# DESCRIPTION OF THE TASK:
In the entries below, count the lines that contain the word "serde" and give only that number.

(Data entries)

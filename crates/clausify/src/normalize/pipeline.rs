//! The composed normalization pipeline
//!
//! `Normalizer` runs the nine stages in order over a formula list. Each
//! stage's output can be handed to a `TraceSink`, checked against its
//! invariant, and timed; none of that changes the result.

use super::distribute::conjunct_count;
use super::{
    eliminate_implications, extract_clauses, invariants, push_negation, rename_across, skolemize,
    standardize, strip_universals, to_cnf_bounded, to_prenex, Budget, Stage,
};
use crate::config::NormalizeConfig;
use crate::error::{ClausifyError, Result};
use crate::misc::log::targets::{NORMALIZE as LOG_NORMALIZE, PIPELINE as LOG_PIPELINE};
use crate::logic::{Clause, ClauseSet, Formula, Interner};
use indexmap::IndexMap;
use serde::ser::{SerializeMap, SerializeStruct};
use serde::{Serialize, Serializer};
use std::io::{self, Write};
use std::time::{Duration, Instant};

// =============================================================================
// TraceSink
// =============================================================================

/// Receives the output of every stage when tracing is enabled.
///
/// The sink only observes; the pipeline result is the same with or without
/// one.
pub trait TraceSink {
    /// Formula list produced by one of the first eight stages
    fn on_formulas(&mut self, stage: Stage, formulas: &[Formula], interner: &Interner)
        -> io::Result<()>;

    /// Clause list produced by clause extraction
    fn on_clauses(&mut self, clauses: &[Clause], interner: &Interner) -> io::Result<()>;
}

/// Prints each stage as a heading followed by one indented line per item
pub struct WriterSink<W: Write> {
    writer: W,
}

impl WriterSink<io::Stdout> {
    pub fn stdout() -> Self {
        WriterSink::new(io::stdout())
    }
}

impl<W: Write> WriterSink<W> {
    pub fn new(writer: W) -> Self {
        WriterSink { writer }
    }

    pub fn into_inner(self) -> W {
        self.writer
    }

    fn section<I>(&mut self, stage: Stage, items: I) -> io::Result<()>
    where
        I: IntoIterator<Item = String>,
    {
        writeln!(self.writer, "After {}:", stage)?;
        for item in items {
            writeln!(self.writer, " {}", item)?;
        }
        writeln!(self.writer)
    }
}

impl<W: Write> TraceSink for WriterSink<W> {
    fn on_formulas(
        &mut self,
        stage: Stage,
        formulas: &[Formula],
        interner: &Interner,
    ) -> io::Result<()> {
        self.section(stage, formulas.iter().map(|f| f.display(interner).to_string()))
    }

    fn on_clauses(&mut self, clauses: &[Clause], interner: &Interner) -> io::Result<()> {
        self.section(
            Stage::ClauseExtraction,
            clauses.iter().map(|c| c.display(interner).to_string()),
        )
    }
}

/// Keeps the rendered output of every stage in memory
#[derive(Debug, Clone, Default)]
pub struct RecordingSink {
    pub stages: Vec<(Stage, Vec<String>)>,
}

impl RecordingSink {
    pub fn new() -> Self {
        Self::default()
    }

    /// Rendered items recorded for `stage`, if it was traced
    pub fn lines(&self, stage: Stage) -> Option<&[String]> {
        self.stages
            .iter()
            .find(|(s, _)| *s == stage)
            .map(|(_, lines)| lines.as_slice())
    }
}

impl TraceSink for RecordingSink {
    fn on_formulas(
        &mut self,
        stage: Stage,
        formulas: &[Formula],
        interner: &Interner,
    ) -> io::Result<()> {
        let lines = formulas.iter().map(|f| f.display(interner).to_string()).collect();
        self.stages.push((stage, lines));
        Ok(())
    }

    fn on_clauses(&mut self, clauses: &[Clause], interner: &Interner) -> io::Result<()> {
        let lines = clauses.iter().map(|c| c.display(interner).to_string()).collect();
        self.stages.push((Stage::ClauseExtraction, lines));
        Ok(())
    }
}

/// Discards everything
#[derive(Debug, Clone, Copy, Default)]
pub struct NullSink;

impl TraceSink for NullSink {
    fn on_formulas(&mut self, _: Stage, _: &[Formula], _: &Interner) -> io::Result<()> {
        Ok(())
    }

    fn on_clauses(&mut self, _: &[Clause], _: &Interner) -> io::Result<()> {
        Ok(())
    }
}

// =============================================================================
// Profile
// =============================================================================

fn secs(d: &Duration) -> f64 {
    d.as_secs_f64()
}

/// Timing and counting data for one run.
///
/// All `Duration` fields are serialized as `f64` seconds.
#[derive(Debug, Clone, Default)]
pub struct NormalizationProfile {
    pub total_time: Duration,
    /// Time spent in each stage, in pipeline order
    pub stage_times: IndexMap<Stage, Duration>,

    pub input_formulas: usize,
    /// Variables renamed by standardization and cross-formula renaming
    pub fresh_variables: usize,
    pub skolem_symbols: usize,
    pub clauses: usize,
    pub max_clause_len: usize,
    /// Most distinct variables in one clause
    pub max_clause_variables: usize,
    /// Deepest term nesting, which grows with skolem function arguments
    pub max_term_depth: usize,
    pub tautologies: usize,
}

struct StageTimes<'a>(&'a IndexMap<Stage, Duration>);

impl Serialize for StageTimes<'_> {
    fn serialize<S: Serializer>(&self, serializer: S) -> std::result::Result<S::Ok, S::Error> {
        let mut m = serializer.serialize_map(Some(self.0.len()))?;
        for (stage, time) in self.0 {
            m.serialize_entry(stage, &secs(time))?;
        }
        m.end()
    }
}

impl Serialize for NormalizationProfile {
    fn serialize<S: Serializer>(&self, serializer: S) -> std::result::Result<S::Ok, S::Error> {
        let mut s = serializer.serialize_struct("NormalizationProfile", 10)?;
        s.serialize_field("total_time", &secs(&self.total_time))?;
        s.serialize_field("stage_times", &StageTimes(&self.stage_times))?;
        s.serialize_field("input_formulas", &self.input_formulas)?;
        s.serialize_field("fresh_variables", &self.fresh_variables)?;
        s.serialize_field("skolem_symbols", &self.skolem_symbols)?;
        s.serialize_field("clauses", &self.clauses)?;
        s.serialize_field("max_clause_len", &self.max_clause_len)?;
        s.serialize_field("max_clause_variables", &self.max_clause_variables)?;
        s.serialize_field("max_term_depth", &self.max_term_depth)?;
        s.serialize_field("tautologies", &self.tautologies)?;
        s.end()
    }
}

// =============================================================================
// Normalizer
// =============================================================================

/// Result of a normalization run
#[derive(Debug, Clone)]
pub struct Normalized {
    /// The CNF formulas clause extraction started from
    pub formulas: Vec<Formula>,
    pub clauses: Vec<Clause>,
    /// Present when profiling was enabled
    pub profile: Option<NormalizationProfile>,
}

impl Normalized {
    pub fn clause_set(&self) -> ClauseSet {
        ClauseSet::new(self.clauses.clone())
    }
}

/// Runs the normalization stages over a list of formulas
#[derive(Debug, Clone, Default)]
pub struct Normalizer {
    config: NormalizeConfig,
}

impl Normalizer {
    pub fn new(config: NormalizeConfig) -> Self {
        Normalizer { config }
    }

    pub fn config(&self) -> &NormalizeConfig {
        &self.config
    }

    pub fn normalize(&self, formulas: Vec<Formula>, interner: &mut Interner) -> Result<Normalized> {
        self.normalize_with_sink(formulas, interner, &mut NullSink)
    }

    /// Normalize, handing each stage's output to `sink` when tracing is on
    pub fn normalize_with_sink(
        &self,
        formulas: Vec<Formula>,
        interner: &mut Interner,
        sink: &mut dyn TraceSink,
    ) -> Result<Normalized> {
        let start = Instant::now();
        let order = self.config.prenex_order;
        let variables_before = interner.variable_count();

        let mut run = Run {
            config: &self.config,
            budget: Budget::from_config(&self.config, start),
            sink,
            profile: self.config.enable_profiling.then(|| NormalizationProfile {
                input_formulas: formulas.len(),
                ..Default::default()
            }),
        };

        let formulas = run.stage(Stage::ImplicationElimination, formulas, interner, |fs, _| {
            Ok(fs.into_iter().map(eliminate_implications).collect())
        })?;
        let formulas = run.stage(Stage::NegationNormalForm, formulas, interner, |fs, _| {
            Ok(fs.into_iter().map(push_negation).collect())
        })?;
        let formulas = run.stage(Stage::Standardization, formulas, interner, |fs, interner| {
            Ok(fs.into_iter().map(|f| standardize(f, interner)).collect())
        })?;
        let formulas = run.stage(Stage::Prenex, formulas, interner, |fs, _| {
            Ok(fs.into_iter().map(|f| to_prenex(f, order)).collect())
        })?;

        let skolems_before = interner.constant_count();
        let formulas = run.stage(Stage::Skolemization, formulas, interner, |fs, interner| {
            Ok(fs.into_iter().map(|f| skolemize(f, interner)).collect())
        })?;
        let skolem_symbols = interner.constant_count() - skolems_before;
        log::debug!(target: LOG_PIPELINE, "{} skolem symbols introduced", skolem_symbols);

        let formulas = run.stage(Stage::Renaming, formulas, interner, |fs, interner| {
            Ok(rename_across(fs, interner))
        })?;
        let formulas = run.stage(Stage::UniversalStripping, formulas, interner, |fs, _| {
            Ok(fs.into_iter().map(strip_universals).collect())
        })?;

        let budget = run.budget;
        let formulas = run.stage(Stage::Distribution, formulas, interner, |fs, _| {
            let cnf = fs
                .into_iter()
                .map(|f| to_cnf_bounded(f, &budget))
                .collect::<Result<Vec<_>>>()?;
            let total: usize = cnf.iter().map(conjunct_count).sum();
            if budget.max_clauses > 0 && total > budget.max_clauses {
                log::warn!(
                    target: LOG_PIPELINE,
                    "{} clauses in total, limit is {}",
                    total,
                    budget.max_clauses
                );
                return Err(ClausifyError::ClauseLimitExceeded {
                    stage: Stage::Distribution,
                    limit: budget.max_clauses,
                });
            }
            Ok(cnf)
        })?;

        let started = Instant::now();
        let clauses = extract_clauses(&formulas)?;
        if self.config.trace {
            run.sink.on_clauses(&clauses, interner)?;
        }
        run.record(Stage::ClauseExtraction, started.elapsed());

        let profile = run.profile.map(|mut profile| {
            profile.total_time = start.elapsed();
            profile.fresh_variables = interner.variable_count() - variables_before;
            profile.skolem_symbols = skolem_symbols;
            profile.clauses = clauses.len();
            profile.max_clause_len = clauses.iter().map(Clause::len).max().unwrap_or(0);
            profile.max_clause_variables = clauses
                .iter()
                .map(Clause::distinct_variable_count)
                .max()
                .unwrap_or(0);
            profile.max_term_depth = clauses.iter().map(Clause::max_depth).max().unwrap_or(0);
            profile.tautologies = clauses.iter().filter(|c| c.is_tautology()).count();
            profile
        });

        log::info!(
            target: LOG_NORMALIZE,
            "Normalized {} formulas into {} clauses in {:?}",
            formulas.len(),
            clauses.len(),
            start.elapsed()
        );

        Ok(Normalized {
            formulas,
            clauses,
            profile,
        })
    }
}

/// Per-run state shared by the stages
struct Run<'a> {
    config: &'a NormalizeConfig,
    budget: Budget,
    sink: &'a mut dyn TraceSink,
    profile: Option<NormalizationProfile>,
}

impl Run<'_> {
    /// Run one formula-list stage, then trace, check and time its output
    fn stage<F>(
        &mut self,
        stage: Stage,
        formulas: Vec<Formula>,
        interner: &mut Interner,
        f: F,
    ) -> Result<Vec<Formula>>
    where
        F: FnOnce(Vec<Formula>, &mut Interner) -> Result<Vec<Formula>>,
    {
        let started = Instant::now();
        let formulas = f(formulas, interner)?;
        self.record(stage, started.elapsed());

        if self.config.trace {
            self.sink.on_formulas(stage, &formulas, interner)?;
        }
        if self.config.check_invariants
            && !invariants::holds_after(stage, self.config.prenex_order, &formulas)
        {
            return Err(ClausifyError::InvariantViolated { stage });
        }
        self.budget.check_deadline(stage)?;

        Ok(formulas)
    }

    fn record(&mut self, stage: Stage, elapsed: Duration) {
        log::debug!(target: LOG_PIPELINE, "Stage {} ({}) took {:?}", stage.number(), stage, elapsed);
        if let Some(profile) = &mut self.profile {
            profile.stage_times.insert(stage, elapsed);
        }
    }
}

# RESULT FOR THIS TASK:
2